THE SIDEWALK MISTAKE OUR CITIES NEED TO STOP MAKING, by Rachel Quednau (Strong Towns)

 … Within a few months of the sidewalk being restored, it was closed off again and, months later, it’s still impassable. The situation is not just inconvenient, but dangerous — especially for the children, seniors and wheelchair users in my neighborhood.

Unfortunately, this type of treatment of sidewalks and pedestrians is the norm in my city and countless others. Here are a couple more examples of disregard for needs of people walking that I bet you’ve encountered in your town:

  • NO WARNING
  • PLAYING HOPSCOTCH
  • CAR SPACE OVER PEDESTRIAN SPACE
  • A SIMPLE SOLUTION

The conclusion:

This should be the case in all of our cities, and it’s not hard to achieve, either. Some signage that directs people, temporary wooden ramps where needed and generic barriers that protect pedestrians walking in the street (which most construction companies likely already have at their disposal anyway) are all that you need.

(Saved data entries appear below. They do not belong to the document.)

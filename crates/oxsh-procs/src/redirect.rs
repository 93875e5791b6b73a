//! Stream slots and redirect token parsing.
//!
//! A [`StreamSlot`] is the build-time assignment of one standard stream.
//! Slots own their OS resources (`OwnedFd` pipe ends, opened `File`s), so
//! dropping an unused slot is the one place its descriptor closes.
//!
//! Redirect tokens follow the usual shell grammar with spelled-out stream
//! names allowed on either side of the operator: `>`, `>>`, `<`, `2>`,
//! `e>f`, `all>f`, `&>f`, `2>&1`, `o>e` and friends.

use std::fs::File;
use std::os::fd::OwnedFd;
use std::sync::LazyLock;

use regex::Regex;

use crate::error::{ProcsError, ProcsResult};

static REDIR_REGEX: LazyLock<Regex> = LazyLock::new(|| {
    Regex::new(r"^(o(?:ut)?|e(?:rr)?|a(?:ll)?|&?\d?)(>?>|<)(o(?:ut)?|e(?:rr)?|a(?:ll)?|&?\d?)$")
        .expect("fixed pattern compiles")
});

static E2O_REGEX: LazyLock<Regex> =
    LazyLock::new(|| Regex::new(r"^(2|e|err)>(1|o|out)$").expect("fixed pattern compiles"));

static O2E_REGEX: LazyLock<Regex> =
    LazyLock::new(|| Regex::new(r"^(1|o|out)>(2|e|err)$").expect("fixed pattern compiles"));

/// Where one standard stream of a subprocess points.
#[derive(Debug)]
pub enum StreamSlot {
    /// Explicitly wired to the parent's stream (`>&1` on stdout, `2>&2`).
    Inherit,
    /// One end of an anonymous pipe, owned until launch.
    Pipe(OwnedFd),
    /// An opened redirect target.
    File(File),
    /// Duplicate whatever stdout resolves to (stderr side of `2>&1`).
    MergeWithOut,
    /// Duplicate whatever stderr resolves to (stdout side of `o>e`).
    MergeWithErr,
}

/// Parsed slots produced by one redirect token.
#[derive(Debug, Default)]
pub struct RedirectOutcome {
    pub stdin: Option<StreamSlot>,
    pub stdout: Option<StreamSlot>,
    pub stderr: Option<StreamSlot>,
}

/// True when `token` has the shape of a redirect operator.
pub fn is_redirect_token(token: &str) -> bool {
    REDIR_REGEX.is_match(token)
}

fn is_out_name(name: &str) -> bool {
    matches!(name, "" | "1" | "o" | "out")
}

fn is_err_name(name: &str) -> bool {
    matches!(name, "2" | "e" | "err")
}

fn is_all_name(name: &str) -> bool {
    matches!(name, "&" | "a" | "all")
}

fn open_read(loc: &str) -> ProcsResult<File> {
    File::open(loc).map_err(|err| open_error(loc, &err))
}

fn open_write(loc: &str, append: bool) -> ProcsResult<File> {
    File::options()
        .write(true)
        .create(true)
        .append(append)
        .truncate(!append)
        .open(loc)
        .map_err(|err| open_error(loc, &err))
}

fn open_error(loc: &str, err: &std::io::Error) -> ProcsError {
    match err.kind() {
        std::io::ErrorKind::PermissionDenied => ProcsError::PermissionDenied(loc.to_string()),
        std::io::ErrorKind::NotFound => {
            ProcsError::Io(format!("{loc}: no such file or directory"))
        }
        _ => ProcsError::Io(format!("{loc}: unable to open file")),
    }
}

/// Turn a redirect token (and its optional target word) into stream slots.
///
/// Merges like `2>&1` and `o>e` produce marker slots resolved against the
/// other stream's destination at launch time.
pub fn redirect_streams(token: &str, target: Option<&str>) -> ProcsResult<RedirectOutcome> {
    let mut outcome = RedirectOutcome::default();

    let no_amp = token.replace('&', "");
    if E2O_REGEX.is_match(&no_amp) {
        if target.is_some() {
            return Err(ProcsError::UnrecognizedRedirect(token.to_string()));
        }
        outcome.stderr = Some(StreamSlot::MergeWithOut);
        return Ok(outcome);
    }
    if O2E_REGEX.is_match(&no_amp) {
        if target.is_some() {
            return Err(ProcsError::UnrecognizedRedirect(token.to_string()));
        }
        outcome.stdout = Some(StreamSlot::MergeWithErr);
        return Ok(outcome);
    }

    let caps = REDIR_REGEX
        .captures(token)
        .ok_or_else(|| ProcsError::UnrecognizedRedirect(token.to_string()))?;
    let orig = caps.get(1).map_or("", |m| m.as_str());
    let mode = caps.get(2).map_or("", |m| m.as_str());
    let dest = caps.get(3).map_or("", |m| m.as_str());

    if let Some(fd_name) = dest.strip_prefix('&') {
        // `>&N` duplicates a parent descriptor; a filename makes no sense
        if target.is_some() || mode == "<" {
            return Err(ProcsError::UnrecognizedRedirect(token.to_string()));
        }
        match (fd_name, orig) {
            ("1", o) if is_out_name(o) => outcome.stdout = Some(StreamSlot::Inherit),
            ("2", o) if is_out_name(o) => outcome.stdout = Some(StreamSlot::MergeWithErr),
            ("1", e) if is_err_name(e) => outcome.stderr = Some(StreamSlot::MergeWithOut),
            ("2", e) if is_err_name(e) => outcome.stderr = Some(StreamSlot::Inherit),
            _ => return Err(ProcsError::UnrecognizedRedirect(token.to_string())),
        }
        return Ok(outcome);
    }

    match mode {
        "<" => {
            if !orig.is_empty() || !dest.is_empty() {
                return Err(ProcsError::UnrecognizedRedirect(token.to_string()));
            }
            let loc =
                target.ok_or_else(|| ProcsError::UnrecognizedRedirect(token.to_string()))?;
            outcome.stdin = Some(StreamSlot::File(open_read(loc)?));
        }
        ">" | ">>" => {
            if !dest.is_empty() {
                return Err(ProcsError::UnrecognizedRedirect(token.to_string()));
            }
            let loc =
                target.ok_or_else(|| ProcsError::UnrecognizedRedirect(token.to_string()))?;
            let append = mode == ">>";
            if is_all_name(orig) {
                // one open file, both streams share the offset
                let file = open_write(loc, append)?;
                let clone = file.try_clone().map_err(ProcsError::from)?;
                outcome.stdout = Some(StreamSlot::File(file));
                outcome.stderr = Some(StreamSlot::File(clone));
            } else if is_out_name(orig) {
                outcome.stdout = Some(StreamSlot::File(open_write(loc, append)?));
            } else if is_err_name(orig) {
                outcome.stderr = Some(StreamSlot::File(open_write(loc, append)?));
            } else {
                return Err(ProcsError::UnrecognizedRedirect(token.to_string()));
            }
        }
        _ => return Err(ProcsError::UnrecognizedRedirect(token.to_string())),
    }
    Ok(outcome)
}

#[cfg(test)]
mod tests {
    use super::*;
    use std::io::{Read, Write};

    #[test]
    fn recognizes_redirect_tokens() {
        for token in [">", ">>", "<", "2>", "e>", "err>", "o>e", "2>&1", "&>", "a>>", "all>"] {
            assert!(is_redirect_token(token), "{token} should parse");
        }
        for token in ["echo", ">>>", "12>", "ee>", ""] {
            assert!(!is_redirect_token(token), "{token} should not parse");
        }
    }

    #[test]
    fn merge_tokens_yield_markers() {
        let out = redirect_streams("2>&1", None).unwrap();
        assert!(matches!(out.stderr, Some(StreamSlot::MergeWithOut)));
        assert!(out.stdout.is_none());

        let out = redirect_streams("o>e", None).unwrap();
        assert!(matches!(out.stdout, Some(StreamSlot::MergeWithErr)));

        let out = redirect_streams("err>out", None).unwrap();
        assert!(matches!(out.stderr, Some(StreamSlot::MergeWithOut)));
    }

    #[test]
    fn dup_tokens_resolve_inherit_and_swap() {
        let out = redirect_streams(">&2", None).unwrap();
        assert!(matches!(out.stdout, Some(StreamSlot::MergeWithErr)));
        let out = redirect_streams(">&1", None).unwrap();
        assert!(matches!(out.stdout, Some(StreamSlot::Inherit)));
        let out = redirect_streams("2>&2", None).unwrap();
        assert!(matches!(out.stderr, Some(StreamSlot::Inherit)));
    }

    #[test]
    fn write_and_append_open_files() {
        let dir = tempfile::tempdir().unwrap();
        let path = dir.path().join("out.txt");
        std::fs::write(&path, "x").unwrap();

        let out = redirect_streams(">>", Some(path.to_str().unwrap())).unwrap();
        match out.stdout {
            Some(StreamSlot::File(mut f)) => f.write_all(b"y").unwrap(),
            other => panic!("expected file slot, got {other:?}"),
        }
        let mut contents = String::new();
        std::fs::File::open(&path)
            .unwrap()
            .read_to_string(&mut contents)
            .unwrap();
        assert_eq!(contents, "xy");

        let out = redirect_streams(">", Some(path.to_str().unwrap())).unwrap();
        assert!(matches!(out.stdout, Some(StreamSlot::File(_))));
        let len = std::fs::metadata(&path).unwrap().len();
        assert_eq!(len, 0, "plain > truncates");
    }

    #[test]
    fn all_redirect_opens_both_streams() {
        let dir = tempfile::tempdir().unwrap();
        let path = dir.path().join("both.txt");
        let out = redirect_streams("&>", Some(path.to_str().unwrap())).unwrap();
        assert!(matches!(out.stdout, Some(StreamSlot::File(_))));
        assert!(matches!(out.stderr, Some(StreamSlot::File(_))));
    }

    #[test]
    fn read_redirect_requires_plain_form() {
        let dir = tempfile::tempdir().unwrap();
        let path = dir.path().join("in.txt");
        std::fs::write(&path, "data").unwrap();
        let out = redirect_streams("<", Some(path.to_str().unwrap())).unwrap();
        assert!(matches!(out.stdin, Some(StreamSlot::File(_))));

        let err = redirect_streams("<", None).unwrap_err();
        assert!(matches!(err, ProcsError::UnrecognizedRedirect(_)));
    }

    #[test]
    fn missing_input_file_reports_location() {
        let err = redirect_streams("<", Some("/definitely/not/here")).unwrap_err();
        match err {
            ProcsError::Io(msg) => assert!(msg.contains("no such file or directory")),
            other => panic!("unexpected error {other:?}"),
        }
    }

    #[test]
    fn unknown_fd_numbers_are_rejected() {
        assert!(redirect_streams("3>", Some("/tmp/x")).is_err());
        assert!(redirect_streams(">&3", None).is_err());
        assert!(redirect_streams("2>&1", Some("somewhere")).is_err());
    }
}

In order to accomplish this, we need our local leaders to step up and make it a legal requirement for construction projects to preserve or provide an alternative for pedestrian space, and we need development companies to take a few simple steps to put this requirement into action. It won’t involve much effort on the part of any of these entities — like I said, we’re talking about a few feet of sidewalk width — but the positive impact for anyone walking (and that includes people walking from their car into a business or residence) will be significant.